▸ Prompt:
Records follow. Copy every line with "identifiers".

▸ Dataset entries:
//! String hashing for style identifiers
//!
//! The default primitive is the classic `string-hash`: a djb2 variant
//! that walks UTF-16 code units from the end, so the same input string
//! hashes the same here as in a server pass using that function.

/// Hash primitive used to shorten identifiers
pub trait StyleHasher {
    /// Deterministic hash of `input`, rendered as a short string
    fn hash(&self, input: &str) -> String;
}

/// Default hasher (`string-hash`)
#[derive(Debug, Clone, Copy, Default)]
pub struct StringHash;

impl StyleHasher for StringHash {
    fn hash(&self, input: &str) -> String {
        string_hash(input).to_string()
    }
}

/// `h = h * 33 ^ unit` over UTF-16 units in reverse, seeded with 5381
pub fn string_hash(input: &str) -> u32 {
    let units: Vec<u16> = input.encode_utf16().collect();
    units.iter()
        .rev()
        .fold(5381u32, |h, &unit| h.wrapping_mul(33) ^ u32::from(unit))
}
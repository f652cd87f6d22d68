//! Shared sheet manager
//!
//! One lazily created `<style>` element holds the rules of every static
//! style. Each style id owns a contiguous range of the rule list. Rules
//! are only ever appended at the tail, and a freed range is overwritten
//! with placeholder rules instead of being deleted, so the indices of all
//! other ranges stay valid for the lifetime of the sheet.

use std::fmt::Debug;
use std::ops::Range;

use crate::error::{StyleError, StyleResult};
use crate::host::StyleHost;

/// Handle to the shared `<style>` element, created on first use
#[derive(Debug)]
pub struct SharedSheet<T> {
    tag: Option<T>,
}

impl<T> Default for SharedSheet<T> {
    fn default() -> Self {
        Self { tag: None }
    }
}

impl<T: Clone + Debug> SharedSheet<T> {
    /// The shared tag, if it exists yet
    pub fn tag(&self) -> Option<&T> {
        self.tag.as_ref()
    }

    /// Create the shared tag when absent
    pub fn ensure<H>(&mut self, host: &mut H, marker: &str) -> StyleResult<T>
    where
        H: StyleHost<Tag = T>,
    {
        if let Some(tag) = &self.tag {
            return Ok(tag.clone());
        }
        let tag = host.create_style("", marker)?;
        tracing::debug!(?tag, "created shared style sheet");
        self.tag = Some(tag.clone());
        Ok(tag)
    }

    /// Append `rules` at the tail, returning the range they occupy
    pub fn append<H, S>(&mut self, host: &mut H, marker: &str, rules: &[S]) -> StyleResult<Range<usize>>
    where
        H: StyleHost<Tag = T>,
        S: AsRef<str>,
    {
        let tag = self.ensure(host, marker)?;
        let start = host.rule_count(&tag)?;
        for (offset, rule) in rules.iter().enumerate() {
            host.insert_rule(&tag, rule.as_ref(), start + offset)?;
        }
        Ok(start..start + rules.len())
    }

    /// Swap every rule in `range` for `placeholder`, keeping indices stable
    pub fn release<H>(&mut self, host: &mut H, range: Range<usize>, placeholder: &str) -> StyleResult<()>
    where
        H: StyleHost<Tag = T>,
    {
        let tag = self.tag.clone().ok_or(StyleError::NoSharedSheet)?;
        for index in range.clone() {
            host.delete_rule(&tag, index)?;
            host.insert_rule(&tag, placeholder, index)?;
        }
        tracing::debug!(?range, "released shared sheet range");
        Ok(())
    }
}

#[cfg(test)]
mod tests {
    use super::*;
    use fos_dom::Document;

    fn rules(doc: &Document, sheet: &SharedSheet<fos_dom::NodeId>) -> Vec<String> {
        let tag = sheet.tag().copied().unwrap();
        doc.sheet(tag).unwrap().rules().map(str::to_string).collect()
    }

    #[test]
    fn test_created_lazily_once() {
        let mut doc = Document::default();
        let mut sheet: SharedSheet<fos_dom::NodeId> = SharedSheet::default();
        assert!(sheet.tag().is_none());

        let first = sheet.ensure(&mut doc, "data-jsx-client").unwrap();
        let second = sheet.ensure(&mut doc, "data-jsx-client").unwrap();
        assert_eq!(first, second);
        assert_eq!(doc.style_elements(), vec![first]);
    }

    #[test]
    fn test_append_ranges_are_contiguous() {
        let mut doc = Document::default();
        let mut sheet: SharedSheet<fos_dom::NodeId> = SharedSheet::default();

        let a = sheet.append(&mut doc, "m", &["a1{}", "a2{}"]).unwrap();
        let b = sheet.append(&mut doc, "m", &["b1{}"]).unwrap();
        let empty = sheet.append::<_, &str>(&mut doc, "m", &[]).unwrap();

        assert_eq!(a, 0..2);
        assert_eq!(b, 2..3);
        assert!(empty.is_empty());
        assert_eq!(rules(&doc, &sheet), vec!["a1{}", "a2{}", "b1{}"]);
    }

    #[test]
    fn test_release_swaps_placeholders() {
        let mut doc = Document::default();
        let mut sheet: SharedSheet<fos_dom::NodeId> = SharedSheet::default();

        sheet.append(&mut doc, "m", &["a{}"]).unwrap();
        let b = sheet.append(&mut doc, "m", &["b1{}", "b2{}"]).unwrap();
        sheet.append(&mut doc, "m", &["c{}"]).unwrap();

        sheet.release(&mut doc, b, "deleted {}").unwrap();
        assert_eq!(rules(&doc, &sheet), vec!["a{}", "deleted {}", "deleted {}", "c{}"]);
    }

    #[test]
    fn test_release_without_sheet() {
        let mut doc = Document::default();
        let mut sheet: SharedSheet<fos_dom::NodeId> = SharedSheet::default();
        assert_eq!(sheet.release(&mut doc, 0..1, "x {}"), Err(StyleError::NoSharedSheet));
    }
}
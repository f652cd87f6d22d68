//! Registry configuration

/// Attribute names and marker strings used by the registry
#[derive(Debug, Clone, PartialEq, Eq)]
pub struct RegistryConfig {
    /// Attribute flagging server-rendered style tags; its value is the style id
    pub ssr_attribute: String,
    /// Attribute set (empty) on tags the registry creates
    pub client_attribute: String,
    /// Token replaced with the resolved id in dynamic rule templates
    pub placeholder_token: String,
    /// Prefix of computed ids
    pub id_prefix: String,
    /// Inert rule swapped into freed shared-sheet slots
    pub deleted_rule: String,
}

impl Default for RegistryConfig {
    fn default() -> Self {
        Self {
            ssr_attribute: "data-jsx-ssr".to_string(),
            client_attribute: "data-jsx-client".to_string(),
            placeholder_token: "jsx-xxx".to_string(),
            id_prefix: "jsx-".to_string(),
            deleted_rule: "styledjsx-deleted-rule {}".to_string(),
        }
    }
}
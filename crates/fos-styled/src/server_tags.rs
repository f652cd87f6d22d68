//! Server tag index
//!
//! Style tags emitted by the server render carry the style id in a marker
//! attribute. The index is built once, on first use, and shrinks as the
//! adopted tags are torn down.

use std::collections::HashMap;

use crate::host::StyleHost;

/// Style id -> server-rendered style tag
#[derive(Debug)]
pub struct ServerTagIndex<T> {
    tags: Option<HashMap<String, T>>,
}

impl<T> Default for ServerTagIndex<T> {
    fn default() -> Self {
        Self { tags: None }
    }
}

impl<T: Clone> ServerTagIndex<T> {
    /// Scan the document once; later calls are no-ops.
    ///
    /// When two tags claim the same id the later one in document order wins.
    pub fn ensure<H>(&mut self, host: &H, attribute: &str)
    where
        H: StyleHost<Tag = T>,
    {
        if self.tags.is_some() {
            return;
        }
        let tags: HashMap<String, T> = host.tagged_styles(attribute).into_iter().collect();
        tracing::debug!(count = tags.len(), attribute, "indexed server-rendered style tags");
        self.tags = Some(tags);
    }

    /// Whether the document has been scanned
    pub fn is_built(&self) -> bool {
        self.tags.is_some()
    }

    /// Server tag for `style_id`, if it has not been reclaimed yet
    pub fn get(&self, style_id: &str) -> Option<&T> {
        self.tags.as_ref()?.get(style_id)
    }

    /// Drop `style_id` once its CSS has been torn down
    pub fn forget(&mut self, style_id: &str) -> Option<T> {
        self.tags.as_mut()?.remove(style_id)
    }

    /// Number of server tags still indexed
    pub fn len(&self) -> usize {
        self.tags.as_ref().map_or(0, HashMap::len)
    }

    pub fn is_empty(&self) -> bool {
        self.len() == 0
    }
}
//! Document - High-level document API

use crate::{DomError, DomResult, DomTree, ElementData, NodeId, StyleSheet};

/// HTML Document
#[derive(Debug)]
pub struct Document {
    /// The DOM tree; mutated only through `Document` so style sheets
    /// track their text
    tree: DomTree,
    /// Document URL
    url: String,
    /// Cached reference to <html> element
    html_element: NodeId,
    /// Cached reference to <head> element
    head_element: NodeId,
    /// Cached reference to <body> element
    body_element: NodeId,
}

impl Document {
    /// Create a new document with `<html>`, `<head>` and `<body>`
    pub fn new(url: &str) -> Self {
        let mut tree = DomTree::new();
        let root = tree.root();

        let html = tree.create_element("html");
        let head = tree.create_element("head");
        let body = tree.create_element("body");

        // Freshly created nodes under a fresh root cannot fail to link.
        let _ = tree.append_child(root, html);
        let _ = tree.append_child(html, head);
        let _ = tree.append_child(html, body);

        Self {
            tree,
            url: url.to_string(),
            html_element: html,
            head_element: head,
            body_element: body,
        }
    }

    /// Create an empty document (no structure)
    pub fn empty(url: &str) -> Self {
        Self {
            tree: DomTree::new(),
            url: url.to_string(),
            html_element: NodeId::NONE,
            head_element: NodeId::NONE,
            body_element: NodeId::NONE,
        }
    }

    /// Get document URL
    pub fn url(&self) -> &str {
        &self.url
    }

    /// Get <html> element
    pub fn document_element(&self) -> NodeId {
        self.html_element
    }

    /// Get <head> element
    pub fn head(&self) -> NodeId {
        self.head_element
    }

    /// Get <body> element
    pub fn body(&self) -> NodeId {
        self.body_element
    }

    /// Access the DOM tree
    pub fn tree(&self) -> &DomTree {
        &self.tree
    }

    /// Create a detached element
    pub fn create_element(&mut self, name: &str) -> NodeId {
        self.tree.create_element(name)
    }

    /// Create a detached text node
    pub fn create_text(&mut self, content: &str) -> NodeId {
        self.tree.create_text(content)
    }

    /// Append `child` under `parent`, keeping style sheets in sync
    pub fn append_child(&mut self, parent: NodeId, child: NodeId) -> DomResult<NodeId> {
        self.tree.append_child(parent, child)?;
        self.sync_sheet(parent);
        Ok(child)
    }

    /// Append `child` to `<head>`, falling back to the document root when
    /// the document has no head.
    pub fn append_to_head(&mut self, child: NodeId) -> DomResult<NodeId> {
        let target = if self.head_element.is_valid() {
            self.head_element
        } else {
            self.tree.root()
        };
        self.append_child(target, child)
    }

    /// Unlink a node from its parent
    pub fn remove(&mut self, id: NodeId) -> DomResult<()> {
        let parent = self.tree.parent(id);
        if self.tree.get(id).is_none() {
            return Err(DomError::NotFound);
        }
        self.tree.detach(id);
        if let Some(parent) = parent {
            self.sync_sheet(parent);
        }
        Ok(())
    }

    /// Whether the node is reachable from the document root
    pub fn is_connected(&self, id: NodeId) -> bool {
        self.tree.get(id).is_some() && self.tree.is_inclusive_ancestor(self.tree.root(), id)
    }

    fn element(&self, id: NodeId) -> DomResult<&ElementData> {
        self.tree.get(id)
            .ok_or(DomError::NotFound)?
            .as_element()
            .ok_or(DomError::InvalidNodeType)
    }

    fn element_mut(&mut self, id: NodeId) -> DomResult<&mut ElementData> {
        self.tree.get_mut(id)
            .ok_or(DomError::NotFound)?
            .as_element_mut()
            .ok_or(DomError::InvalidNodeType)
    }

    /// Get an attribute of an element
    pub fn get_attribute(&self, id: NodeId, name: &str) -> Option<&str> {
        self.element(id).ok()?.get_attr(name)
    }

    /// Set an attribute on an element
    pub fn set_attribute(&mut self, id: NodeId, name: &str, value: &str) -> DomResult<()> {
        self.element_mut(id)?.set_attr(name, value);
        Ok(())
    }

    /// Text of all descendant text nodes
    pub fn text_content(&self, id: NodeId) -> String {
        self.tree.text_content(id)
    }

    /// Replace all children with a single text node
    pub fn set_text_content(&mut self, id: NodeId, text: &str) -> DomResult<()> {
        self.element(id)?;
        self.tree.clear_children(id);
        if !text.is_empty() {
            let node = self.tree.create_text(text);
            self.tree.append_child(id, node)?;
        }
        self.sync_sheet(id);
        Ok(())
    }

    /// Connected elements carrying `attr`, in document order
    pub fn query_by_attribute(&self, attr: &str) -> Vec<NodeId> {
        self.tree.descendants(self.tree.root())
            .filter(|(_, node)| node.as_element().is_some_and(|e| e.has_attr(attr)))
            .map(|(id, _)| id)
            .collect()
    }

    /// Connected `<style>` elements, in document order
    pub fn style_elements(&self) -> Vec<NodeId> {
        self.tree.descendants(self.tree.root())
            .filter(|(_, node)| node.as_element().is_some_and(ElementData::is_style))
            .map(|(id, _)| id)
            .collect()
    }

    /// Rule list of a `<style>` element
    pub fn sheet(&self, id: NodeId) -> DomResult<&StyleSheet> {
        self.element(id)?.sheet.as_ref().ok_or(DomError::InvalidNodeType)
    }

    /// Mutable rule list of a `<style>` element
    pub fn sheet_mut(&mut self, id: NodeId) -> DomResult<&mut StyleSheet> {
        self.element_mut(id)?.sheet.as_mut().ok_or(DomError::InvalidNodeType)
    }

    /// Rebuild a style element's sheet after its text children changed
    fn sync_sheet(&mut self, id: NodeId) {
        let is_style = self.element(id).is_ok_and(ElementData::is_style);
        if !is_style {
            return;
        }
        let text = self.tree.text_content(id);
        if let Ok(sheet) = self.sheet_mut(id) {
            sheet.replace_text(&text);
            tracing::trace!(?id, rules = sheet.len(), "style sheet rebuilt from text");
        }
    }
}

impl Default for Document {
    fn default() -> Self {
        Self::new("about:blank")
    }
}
--
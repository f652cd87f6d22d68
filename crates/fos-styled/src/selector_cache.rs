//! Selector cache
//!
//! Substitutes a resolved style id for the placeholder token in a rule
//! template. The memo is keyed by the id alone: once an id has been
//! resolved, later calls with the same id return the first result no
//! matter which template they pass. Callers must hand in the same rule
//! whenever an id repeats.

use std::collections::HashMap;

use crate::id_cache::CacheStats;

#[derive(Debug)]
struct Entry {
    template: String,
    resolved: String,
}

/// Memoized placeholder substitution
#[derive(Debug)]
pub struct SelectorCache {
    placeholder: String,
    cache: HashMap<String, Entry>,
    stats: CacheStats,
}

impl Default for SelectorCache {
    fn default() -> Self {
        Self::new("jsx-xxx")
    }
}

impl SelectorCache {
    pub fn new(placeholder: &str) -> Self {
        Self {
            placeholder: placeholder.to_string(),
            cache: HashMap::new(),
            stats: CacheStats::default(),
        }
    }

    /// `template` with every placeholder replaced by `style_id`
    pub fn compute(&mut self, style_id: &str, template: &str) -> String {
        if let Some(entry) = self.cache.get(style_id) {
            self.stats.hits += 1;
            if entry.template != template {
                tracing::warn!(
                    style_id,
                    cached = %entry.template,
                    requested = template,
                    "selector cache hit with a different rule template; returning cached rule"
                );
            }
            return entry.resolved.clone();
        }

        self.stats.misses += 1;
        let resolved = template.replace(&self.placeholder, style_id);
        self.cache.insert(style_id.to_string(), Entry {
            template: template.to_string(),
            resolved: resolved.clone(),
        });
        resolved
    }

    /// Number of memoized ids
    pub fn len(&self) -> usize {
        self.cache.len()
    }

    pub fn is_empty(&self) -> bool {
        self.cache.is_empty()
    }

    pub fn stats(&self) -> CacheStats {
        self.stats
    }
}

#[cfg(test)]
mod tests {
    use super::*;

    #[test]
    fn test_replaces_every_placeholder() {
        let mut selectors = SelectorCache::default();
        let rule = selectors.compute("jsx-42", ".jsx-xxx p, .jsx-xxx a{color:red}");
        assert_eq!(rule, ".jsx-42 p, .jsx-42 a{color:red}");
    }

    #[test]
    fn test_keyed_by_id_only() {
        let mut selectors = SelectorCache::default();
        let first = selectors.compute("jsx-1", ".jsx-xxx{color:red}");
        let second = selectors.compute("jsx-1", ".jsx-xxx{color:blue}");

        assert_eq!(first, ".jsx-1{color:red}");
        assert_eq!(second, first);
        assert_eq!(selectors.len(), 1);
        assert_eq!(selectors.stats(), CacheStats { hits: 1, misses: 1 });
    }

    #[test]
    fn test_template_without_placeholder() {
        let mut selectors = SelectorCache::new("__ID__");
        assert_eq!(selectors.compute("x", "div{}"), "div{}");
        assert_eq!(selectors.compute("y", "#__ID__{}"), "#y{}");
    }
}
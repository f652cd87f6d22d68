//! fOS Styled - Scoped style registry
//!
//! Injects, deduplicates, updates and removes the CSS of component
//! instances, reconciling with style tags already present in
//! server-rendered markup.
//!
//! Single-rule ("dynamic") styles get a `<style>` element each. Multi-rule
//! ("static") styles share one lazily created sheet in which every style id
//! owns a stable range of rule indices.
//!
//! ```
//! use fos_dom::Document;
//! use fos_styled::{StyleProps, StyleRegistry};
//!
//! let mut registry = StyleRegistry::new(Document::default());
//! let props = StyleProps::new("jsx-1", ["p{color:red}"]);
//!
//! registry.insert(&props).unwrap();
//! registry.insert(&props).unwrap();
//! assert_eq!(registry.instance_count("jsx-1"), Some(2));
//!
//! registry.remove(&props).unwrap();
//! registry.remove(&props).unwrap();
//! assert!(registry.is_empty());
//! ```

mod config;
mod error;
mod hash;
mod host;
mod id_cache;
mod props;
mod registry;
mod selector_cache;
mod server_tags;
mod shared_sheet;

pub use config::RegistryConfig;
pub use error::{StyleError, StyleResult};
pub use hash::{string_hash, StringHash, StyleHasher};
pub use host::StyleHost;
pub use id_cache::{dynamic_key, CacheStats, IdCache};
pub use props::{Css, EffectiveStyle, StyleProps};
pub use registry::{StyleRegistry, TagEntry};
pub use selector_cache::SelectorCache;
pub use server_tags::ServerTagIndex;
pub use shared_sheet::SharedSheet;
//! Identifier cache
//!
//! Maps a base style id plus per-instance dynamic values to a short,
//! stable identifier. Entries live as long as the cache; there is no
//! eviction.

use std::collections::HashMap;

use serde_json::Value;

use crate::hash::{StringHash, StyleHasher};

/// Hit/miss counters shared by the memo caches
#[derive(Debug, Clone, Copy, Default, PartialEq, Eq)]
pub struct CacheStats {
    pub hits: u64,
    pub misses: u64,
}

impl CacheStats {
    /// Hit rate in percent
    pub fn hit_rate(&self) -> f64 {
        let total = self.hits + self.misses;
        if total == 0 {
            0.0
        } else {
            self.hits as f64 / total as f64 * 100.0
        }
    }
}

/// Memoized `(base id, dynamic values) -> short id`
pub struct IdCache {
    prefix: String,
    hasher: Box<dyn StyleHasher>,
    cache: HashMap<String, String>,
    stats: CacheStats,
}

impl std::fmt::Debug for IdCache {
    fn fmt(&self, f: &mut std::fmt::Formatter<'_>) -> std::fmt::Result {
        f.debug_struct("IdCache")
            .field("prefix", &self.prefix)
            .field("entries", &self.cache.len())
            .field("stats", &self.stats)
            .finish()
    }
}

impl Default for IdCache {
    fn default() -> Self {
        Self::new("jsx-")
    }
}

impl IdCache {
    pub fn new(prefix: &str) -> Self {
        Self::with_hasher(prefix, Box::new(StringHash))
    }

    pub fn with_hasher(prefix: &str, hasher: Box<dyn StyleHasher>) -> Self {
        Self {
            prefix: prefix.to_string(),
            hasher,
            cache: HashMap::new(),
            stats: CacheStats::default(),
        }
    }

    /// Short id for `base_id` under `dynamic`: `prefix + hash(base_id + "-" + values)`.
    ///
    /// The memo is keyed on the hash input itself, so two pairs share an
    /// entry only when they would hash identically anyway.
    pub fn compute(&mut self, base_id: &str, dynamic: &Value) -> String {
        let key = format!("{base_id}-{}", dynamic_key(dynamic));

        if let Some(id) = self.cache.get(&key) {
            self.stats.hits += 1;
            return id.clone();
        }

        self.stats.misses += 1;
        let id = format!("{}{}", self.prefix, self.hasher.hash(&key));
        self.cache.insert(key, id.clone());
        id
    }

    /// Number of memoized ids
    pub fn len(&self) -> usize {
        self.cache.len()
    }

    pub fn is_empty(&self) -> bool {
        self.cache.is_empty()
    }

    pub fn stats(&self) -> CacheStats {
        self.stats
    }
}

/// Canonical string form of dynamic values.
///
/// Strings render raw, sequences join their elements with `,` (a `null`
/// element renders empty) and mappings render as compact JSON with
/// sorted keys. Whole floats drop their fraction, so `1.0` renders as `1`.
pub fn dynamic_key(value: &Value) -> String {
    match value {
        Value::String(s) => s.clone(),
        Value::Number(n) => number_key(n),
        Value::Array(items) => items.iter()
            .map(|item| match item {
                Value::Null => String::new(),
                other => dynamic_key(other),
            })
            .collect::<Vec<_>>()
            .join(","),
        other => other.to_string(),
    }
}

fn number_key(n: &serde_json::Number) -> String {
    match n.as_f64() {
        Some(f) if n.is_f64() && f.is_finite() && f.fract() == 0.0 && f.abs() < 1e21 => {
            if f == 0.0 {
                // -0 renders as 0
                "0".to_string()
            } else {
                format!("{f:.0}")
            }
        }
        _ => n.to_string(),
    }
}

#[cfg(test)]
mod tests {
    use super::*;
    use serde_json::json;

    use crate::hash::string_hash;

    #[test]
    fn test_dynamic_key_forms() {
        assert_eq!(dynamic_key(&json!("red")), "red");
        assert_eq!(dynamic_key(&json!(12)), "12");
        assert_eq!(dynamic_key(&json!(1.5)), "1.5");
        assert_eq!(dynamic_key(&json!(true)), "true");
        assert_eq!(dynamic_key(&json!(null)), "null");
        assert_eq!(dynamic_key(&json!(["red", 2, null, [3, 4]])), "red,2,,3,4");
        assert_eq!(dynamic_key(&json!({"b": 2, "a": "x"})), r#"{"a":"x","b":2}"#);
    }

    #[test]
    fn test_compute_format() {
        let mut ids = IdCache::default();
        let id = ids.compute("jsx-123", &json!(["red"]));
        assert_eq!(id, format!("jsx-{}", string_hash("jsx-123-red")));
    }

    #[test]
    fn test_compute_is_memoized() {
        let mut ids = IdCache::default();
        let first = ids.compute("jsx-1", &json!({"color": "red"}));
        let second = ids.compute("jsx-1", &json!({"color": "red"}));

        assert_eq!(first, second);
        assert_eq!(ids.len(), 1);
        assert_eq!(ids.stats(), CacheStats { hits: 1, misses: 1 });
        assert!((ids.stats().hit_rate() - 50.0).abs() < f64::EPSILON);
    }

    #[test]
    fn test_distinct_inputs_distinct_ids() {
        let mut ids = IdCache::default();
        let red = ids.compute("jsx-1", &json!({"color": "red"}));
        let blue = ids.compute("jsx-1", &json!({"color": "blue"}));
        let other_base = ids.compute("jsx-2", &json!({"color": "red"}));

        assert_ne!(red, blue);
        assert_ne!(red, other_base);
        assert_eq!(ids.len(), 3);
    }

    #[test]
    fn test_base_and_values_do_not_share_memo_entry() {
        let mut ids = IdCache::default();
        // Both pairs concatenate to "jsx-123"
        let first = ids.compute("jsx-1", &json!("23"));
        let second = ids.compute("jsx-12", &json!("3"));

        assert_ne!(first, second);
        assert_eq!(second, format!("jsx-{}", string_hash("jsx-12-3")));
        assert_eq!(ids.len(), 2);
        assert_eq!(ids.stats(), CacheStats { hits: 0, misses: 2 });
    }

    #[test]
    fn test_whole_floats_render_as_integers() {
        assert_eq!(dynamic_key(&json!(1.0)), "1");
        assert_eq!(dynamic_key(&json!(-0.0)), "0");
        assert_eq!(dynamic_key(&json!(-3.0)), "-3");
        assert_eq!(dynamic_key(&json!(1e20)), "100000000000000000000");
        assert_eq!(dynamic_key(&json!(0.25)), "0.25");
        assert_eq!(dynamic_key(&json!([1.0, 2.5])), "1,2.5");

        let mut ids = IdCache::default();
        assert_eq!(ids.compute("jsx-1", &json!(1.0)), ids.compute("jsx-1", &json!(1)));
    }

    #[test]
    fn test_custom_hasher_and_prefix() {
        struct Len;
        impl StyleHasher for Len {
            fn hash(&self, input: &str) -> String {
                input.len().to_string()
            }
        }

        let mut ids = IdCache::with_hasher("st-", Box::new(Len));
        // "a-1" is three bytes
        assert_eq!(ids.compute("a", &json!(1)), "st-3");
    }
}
* * *
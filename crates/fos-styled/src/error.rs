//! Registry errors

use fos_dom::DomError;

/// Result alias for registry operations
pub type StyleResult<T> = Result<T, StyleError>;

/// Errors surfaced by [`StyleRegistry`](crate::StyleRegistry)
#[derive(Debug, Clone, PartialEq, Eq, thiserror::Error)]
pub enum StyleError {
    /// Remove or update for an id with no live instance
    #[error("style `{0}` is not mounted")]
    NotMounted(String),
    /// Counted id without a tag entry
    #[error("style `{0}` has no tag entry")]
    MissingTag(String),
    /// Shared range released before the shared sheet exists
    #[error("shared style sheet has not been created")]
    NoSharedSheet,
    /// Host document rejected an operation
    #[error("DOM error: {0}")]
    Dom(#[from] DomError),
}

▸ Written response:
//! String hashing for style identifiers
/// Hash primitive used to shorten identifiers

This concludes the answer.